Resulta por demasia claro que a mera retirada, aqui pretendida, do recurso de agravo de instrumento de decisões interlocutórias não se constitui na resolução de todos os problemas que o processo moderno enfrenta. Será auxiliar, no entanto, na diminuição da litigiosidade contida do cidadão, pois o processo terá um recurso a menos e só nos casos teratológicos em que direito líquido e certo esteja ameaçado poderá a interlocutória restar modificada ou suspensa antes do final da contenda. Resultado disso é um sistema mais enxuto, célere e confiável perante o cidadão, ingrediente a menos na "panela de pressão social", feliz expressão utilizada por Watanabe (apud Dinamarco, 1990, p. 225). Dinamarco (1990, p. 225) continua:

Por tendência, desinformação ou descrença, o brasileiro é pouco afeito às disputas judiciárias. Nesse contexto é que a Lei das Pequenas Causas também procura exercer papel muito relevante, seja no sentido de restaurar a confiança da população no Judiciário, seja no de criar o entendimento geral de que ir ao processo é a solução de muitos problemas. Hoje, são muitos os estados de insatisfação que se perpetuam e convertem em decepções permanentes, porque as pessoas não se animam a litigar em juízo. É a ‘litigiosidade contida’, da feliz expressão verbal que ganhou foros de cidade na doutrina brasileira mais recente, da qual fatalmente derivam perigosos desdobramentos sociais.

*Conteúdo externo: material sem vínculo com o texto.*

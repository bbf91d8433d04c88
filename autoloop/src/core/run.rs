//! Run kinds and their payloads.
//!
//! Every run shares the same task/session shape; what differs is the payload
//! handed to the executor. Kinds are a closed set dispatched by `match`.

use std::fmt;
use std::path::PathBuf;

use serde::{Deserialize, Serialize};

#[derive(Debug, Clone, PartialEq, Eq, Serialize, Deserialize)]
#[serde(tag = "type", rename_all = "snake_case")]
pub enum RunKind {
    /// Build a project from a written specification.
    Builder { spec: String },
    /// Port code from one directory tree to another.
    Migrator {
        source_dir: PathBuf,
        target_dir: PathBuf,
        #[serde(default, skip_serializing_if = "Option::is_none")]
        notes: Option<String>,
    },
    /// Generate a new project skeleton.
    Scaffold {
        description: String,
        #[serde(default, skip_serializing_if = "Option::is_none")]
        stack: Option<String>,
    },
    Bugfix {
        issue: String,
        #[serde(default, skip_serializing_if = "Option::is_none")]
        reproduction: Option<String>,
    },
    Feature { spec: String },
    Refactor {
        goal: String,
        #[serde(default)]
        scope: Vec<String>,
    },
    /// Execute an externally written plan step by step.
    PlanExecution { plan: String },
}

impl RunKind {
    pub fn label(&self) -> &'static str {
        match self {
            RunKind::Builder { .. } => "builder",
            RunKind::Migrator { .. } => "migrator",
            RunKind::Scaffold { .. } => "scaffold",
            RunKind::Bugfix { .. } => "bugfix",
            RunKind::Feature { .. } => "feature",
            RunKind::Refactor { .. } => "refactor",
            RunKind::PlanExecution { .. } => "plan_execution",
        }
    }

    /// Free text describing the work; used for prompts and permission inference.
    pub fn specification_text(&self) -> String {
        match self {
            RunKind::Builder { spec } | RunKind::Feature { spec } => spec.clone(),
            RunKind::Migrator {
                source_dir,
                target_dir,
                notes,
            } => {
                let mut text = format!(
                    "Migrate {} to {}",
                    source_dir.display(),
                    target_dir.display()
                );
                if let Some(notes) = notes {
                    text.push('\n');
                    text.push_str(notes);
                }
                text
            }
            RunKind::Scaffold { description, stack } => match stack {
                Some(stack) => format!("{description}\nStack: {stack}"),
                None => description.clone(),
            },
            RunKind::Bugfix {
                issue,
                reproduction,
            } => match reproduction {
                Some(repro) => format!("{issue}\nReproduction: {repro}"),
                None => issue.clone(),
            },
            RunKind::Refactor { goal, scope } => {
                if scope.is_empty() {
                    goal.clone()
                } else {
                    format!("{goal}\nScope: {}", scope.join(", "))
                }
            }
            RunKind::PlanExecution { plan } => plan.clone(),
        }
    }

    /// The primary text that must be present for the run to make sense.
    pub fn has_specification(&self) -> bool {
        let primary = match self {
            RunKind::Builder { spec } | RunKind::Feature { spec } => spec.as_str(),
            RunKind::Migrator {
                source_dir,
                target_dir,
                ..
            } => {
                return !source_dir.as_os_str().is_empty() && !target_dir.as_os_str().is_empty();
            }
            RunKind::Scaffold { description, .. } => description.as_str(),
            RunKind::Bugfix { issue, .. } => issue.as_str(),
            RunKind::Refactor { goal, .. } => goal.as_str(),
            RunKind::PlanExecution { plan } => plan.as_str(),
        };
        !primary.trim().is_empty()
    }
}

impl fmt::Display for RunKind {
    fn fmt(&self, f: &mut fmt::Formatter<'_>) -> fmt::Result {
        f.write_str(self.label())
    }
}

/// Where a run is in its lifecycle, derived from the task list.
#[derive(Debug, Clone, Copy, PartialEq, Eq, Serialize)]
#[serde(rename_all = "snake_case")]
pub enum RunPhase {
    /// No state and no tasks yet.
    Fresh,
    /// The next session must produce the task list.
    Initializing,
    /// Sessions work through eligible tasks.
    Working,
    Complete,
}

impl RunPhase {
    pub fn as_str(self) -> &'static str {
        match self {
            RunPhase::Fresh => "fresh",
            RunPhase::Initializing => "initializing",
            RunPhase::Working => "working",
            RunPhase::Complete => "complete",
        }
    }
}

#[cfg(test)]
mod tests {
    use super::*;

    #[test]
    fn kinds_serialize_with_type_tag() {
        let kind = RunKind::Migrator {
            source_dir: PathBuf::from("old"),
            target_dir: PathBuf::from("new"),
            notes: None,
        };
        let value = serde_json::to_value(&kind).expect("serialize");
        assert_eq!(value["type"], "migrator");
        assert_eq!(value["source_dir"], "old");
        assert!(value.get("notes").is_none());

        let back: RunKind = serde_json::from_value(value).expect("deserialize");
        assert_eq!(back, kind);
    }

    #[test]
    fn plan_execution_tag_is_snake_case() {
        let kind: RunKind =
            serde_json::from_str(r#"{"type":"plan_execution","plan":"1. do it"}"#).expect("parse");
        assert_eq!(kind.label(), "plan_execution");
    }

    #[test]
    fn blank_specification_is_detected() {
        assert!(!RunKind::Feature { spec: "  ".into() }.has_specification());
        assert!(RunKind::Bugfix {
            issue: "crash on start".into(),
            reproduction: None
        }
        .has_specification());
    }
}
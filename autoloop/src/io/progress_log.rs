//! Append-only operator notes (`.autoloop/progress.md`).

use std::fs::{self, OpenOptions};
use std::io::Write;
use std::path::Path;

use anyhow::{Context, Result};
use chrono::{DateTime, SecondsFormat, Utc};

use crate::core::scheduler::Progress;

const HEADER: &str = "# Progress\n";

/// One timestamped entry, written once per session.
#[derive(Debug, Clone)]
pub struct ProgressEntry<'a> {
    pub session: u32,
    pub timestamp: DateTime<Utc>,
    pub headline: &'a str,
    pub progress: &'a Progress,
    pub details: &'a [String],
}

fn render(entry: &ProgressEntry<'_>) -> String {
    let mut buf = format!(
        "\n## Session {} ({})\n\n{}\n\nProgress: {}\n",
        entry.session,
        entry.timestamp.to_rfc3339_opts(SecondsFormat::Secs, true),
        entry.headline.trim(),
        entry.progress.summary(),
    );
    if !entry.details.is_empty() {
        buf.push('\n');
        for line in entry.details {
            buf.push_str("- ");
            buf.push_str(line.trim());
            buf.push('\n');
        }
    }
    buf
}

/// Append an entry, creating the file with a header on first use.
pub fn append_progress(path: &Path, entry: &ProgressEntry<'_>) -> Result<()> {
    if let Some(parent) = path.parent() {
        fs::create_dir_all(parent)
            .with_context(|| format!("create directory {}", parent.display()))?;
    }
    let is_new = !path.exists();
    let mut file = OpenOptions::new()
        .create(true)
        .append(true)
        .open(path)
        .with_context(|| format!("open {}", path.display()))?;
    if is_new {
        file.write_all(HEADER.as_bytes())
            .with_context(|| format!("write {}", path.display()))?;
    }
    file.write_all(render(entry).as_bytes())
        .with_context(|| format!("append {}", path.display()))?;
    Ok(())
}
//! Deterministic task selection and progress aggregation.

use serde::Serialize;

use crate::core::task::{Task, TaskStatus, dependencies_satisfied};

/// Return the first pending task (in list order) whose dependencies are all satisfied.
pub fn next_eligible(tasks: &[Task]) -> Option<&Task> {
    tasks
        .iter()
        .find(|task| task.status == TaskStatus::Pending && dependencies_satisfied(task, tasks))
}

/// First task left `in_progress`, typically by a session that was interrupted.
pub fn resumable(tasks: &[Task]) -> Option<&Task> {
    tasks
        .iter()
        .find(|task| task.status == TaskStatus::InProgress)
}

/// True when the list is non-empty and every task is completed or skipped.
pub fn is_run_complete(tasks: &[Task]) -> bool {
    !tasks.is_empty() && tasks.iter().all(|task| task.status.satisfies_dependents())
}

/// Aggregate counts over a task list. Always recomputed, never cached.
#[derive(Debug, Clone, Copy, PartialEq, Serialize)]
pub struct Progress {
    pub total: usize,
    pub completed: usize,
    pub pending: usize,
    pub in_progress: usize,
    pub blocked: usize,
    pub skipped: usize,
    pub percentage: f64,
}

impl Progress {
    /// One-line summary used in notes and status output.
    pub fn summary(&self) -> String {
        format!(
            "{}/{} completed ({:.1}%), {} pending, {} in progress, {} blocked, {} skipped",
            self.completed,
            self.total,
            self.percentage,
            self.pending,
            self.in_progress,
            self.blocked,
            self.skipped
        )
    }
}

pub fn progress(tasks: &[Task]) -> Progress {
    let count = |status: TaskStatus| tasks.iter().filter(|t| t.status == status).count();
    let total = tasks.len();
    let completed = count(TaskStatus::Completed);
    let percentage = if total == 0 {
        0.0
    } else {
        completed as f64 * 100.0 / total as f64
    };
    Progress {
        total,
        completed,
        pending: count(TaskStatus::Pending),
        in_progress: count(TaskStatus::InProgress),
        blocked: count(TaskStatus::Blocked),
        skipped: count(TaskStatus::Skipped),
        percentage,
    }
}

/// Ids of blocked tasks, in list order.
pub fn blocked_ids(tasks: &[Task]) -> Vec<String> {
    tasks
        .iter()
        .filter(|task| task.status == TaskStatus::Blocked)
        .map(|task| task.id.clone())
        .collect()
}

#[cfg(test)]
mod tests {
    use super::*;
    use crate::test_support::task;

    #[test]
    fn next_eligible_respects_list_order() {
        let tasks = vec![task("a", &[]), task("b", &[])];
        assert_eq!(next_eligible(&tasks).map(|t| t.id.as_str()), Some("a"));
    }

    #[test]
    fn next_eligible_skips_tasks_with_open_dependencies() {
        let mut tasks = vec![task("a", &[]), task("b", &["a"]), task("c", &[])];
        tasks[0].status = TaskStatus::InProgress;
        assert_eq!(next_eligible(&tasks).map(|t| t.id.as_str()), Some("c"));
    }

    #[test]
    fn next_eligible_never_returns_task_with_incomplete_dependency() {
        let open = [
            TaskStatus::Pending,
            TaskStatus::InProgress,
            TaskStatus::Blocked,
        ];
        for dep_status in open {
            let mut tasks = vec![task("dep", &[]), task("child", &["dep"])];
            tasks[0].status = dep_status;
            if let Some(selected) = next_eligible(&tasks) {
                assert_ne!(selected.id, "child", "dep status {dep_status}");
            }
        }
    }

    #[test]
    fn skipped_dependency_unblocks_dependents() {
        let mut tasks = vec![task("a", &[]), task("b", &["a"])];
        tasks[0].status = TaskStatus::Skipped;
        assert_eq!(next_eligible(&tasks).map(|t| t.id.as_str()), Some("b"));
    }

    #[test]
    fn empty_list_is_not_complete() {
        assert!(!is_run_complete(&[]));
    }

    #[test]
    fn run_complete_accepts_mix_of_completed_and_skipped() {
        let mut tasks = vec![task("a", &[]), task("b", &[])];
        tasks[0].status = TaskStatus::Completed;
        tasks[1].status = TaskStatus::Skipped;
        assert!(is_run_complete(&tasks));
        tasks[1].status = TaskStatus::Blocked;
        assert!(!is_run_complete(&tasks));
    }

    #[test]
    fn progress_counts_each_status() {
        let mut tasks = vec![
            task("a", &[]),
            task("b", &[]),
            task("c", &[]),
            task("d", &[]),
        ];
        tasks[0].status = TaskStatus::Completed;
        tasks[1].status = TaskStatus::Blocked;
        tasks[2].status = TaskStatus::InProgress;

        let p = progress(&tasks);
        assert_eq!(p.total, 4);
        assert_eq!(p.completed, 1);
        assert_eq!(p.blocked, 1);
        assert_eq!(p.in_progress, 1);
        assert_eq!(p.pending, 1);
        assert_eq!(p.skipped, 0);
        assert!((p.percentage - 25.0).abs() < f64::EPSILON);
        assert!(p.summary().starts_with("1/4 completed (25.0%)"));
    }
}
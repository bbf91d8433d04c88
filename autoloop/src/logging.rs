//! Development-time tracing.
//!
//! # Separation of Concerns
//!
//! - **Tracing (this module)**: diagnostics via `RUST_LOG`, written to stderr.
//!   Not persisted and not part of a run's record.
//!
//! - **Run artifacts (`io/progress_log`, `io/session_log`)**: `progress.md`
//!   and `.autoloop/sessions/<n>/`. Always written, unaffected by `RUST_LOG`.

use tracing_subscriber::{EnvFilter, fmt, layer::SubscriberExt, util::SubscriberInitExt};

/// Install the stderr subscriber.
///
/// Reads `RUST_LOG`, defaulting to `warn`.
///
/// # Example
/// ```bash
/// RUST_LOG=autoloop=debug autoloop run --max-sessions 1
/// ```
pub fn init() {
    let filter = EnvFilter::try_from_default_env().unwrap_or_else(|_| EnvFilter::new("warn"));

    tracing_subscriber::registry()
        .with(filter)
        .with(fmt::layer().with_writer(std::io::stderr).compact())
        .init();
}
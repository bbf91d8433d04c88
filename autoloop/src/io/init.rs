//! Canonical paths within `.autoloop/` and directory scaffolding.

use std::fs;
use std::path::{Path, PathBuf};

use anyhow::{Context, Result};

pub const RUN_DIR_NAME: &str = ".autoloop";

/// All canonical paths within `.autoloop/` for a working directory.
#[derive(Debug, Clone)]
pub struct RunPaths {
    pub workdir: PathBuf,
    pub run_dir: PathBuf,
    pub sessions_dir: PathBuf,
    pub gitignore_path: PathBuf,
    pub state_path: PathBuf,
    pub tasks_path: PathBuf,
    pub verification_path: PathBuf,
    pub progress_path: PathBuf,
    pub config_path: PathBuf,
    pub sandbox_path: PathBuf,
}

impl RunPaths {
    pub fn new(workdir: impl Into<PathBuf>) -> Self {
        let workdir = workdir.into();
        let run_dir = workdir.join(RUN_DIR_NAME);
        Self {
            workdir: workdir.clone(),
            run_dir: run_dir.clone(),
            sessions_dir: run_dir.join("sessions"),
            gitignore_path: run_dir.join(".gitignore"),
            state_path: run_dir.join("state.json"),
            tasks_path: run_dir.join("tasks.json"),
            verification_path: run_dir.join("verification.json"),
            progress_path: run_dir.join("progress.md"),
            config_path: run_dir.join("config.toml"),
            sandbox_path: run_dir.join("sandbox.json"),
        }
    }

    /// Per-session artifact directory (`sessions/<n>/`).
    pub fn session_dir(&self, session: u32) -> PathBuf {
        self.sessions_dir.join(session.to_string())
    }
}

const RUN_GITIGNORE: &str = "sessions/\n";

/// Create `.autoloop/` and `sessions/`, and write `.gitignore` if absent.
pub fn ensure_layout(paths: &RunPaths) -> Result<()> {
    create_dir(&paths.run_dir)?;
    create_dir(&paths.sessions_dir)?;
    if !paths.gitignore_path.exists() {
        fs::write(&paths.gitignore_path, RUN_GITIGNORE)
            .with_context(|| format!("write {}", paths.gitignore_path.display()))?;
    }
    Ok(())
}

/// Remove everything under `.autoloop/` (used by `start --force`).
pub fn discard_run_dir(paths: &RunPaths) -> Result<()> {
    if paths.run_dir.exists() {
        fs::remove_dir_all(&paths.run_dir)
            .with_context(|| format!("remove {}", paths.run_dir.display()))?;
    }
    Ok(())
}

fn create_dir(path: &Path) -> Result<()> {
    fs::create_dir_all(path).with_context(|| format!("create directory {}", path.display()))
}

Essa insatisfação, multiplicada entre os membros da população que não dispõem de uma infra-estrutura em que confiem, está intimamente ligada a manifestações violentas como linchamentos, depredações e até mesmo atos de hostilidade ao próprio Judiciário

Observa-se do trecho que o autor aposta em um sistema em que não há recurso das decisões interlocutórias, consubstanciado no atual sistema dos Juizados Especiais Cíveis.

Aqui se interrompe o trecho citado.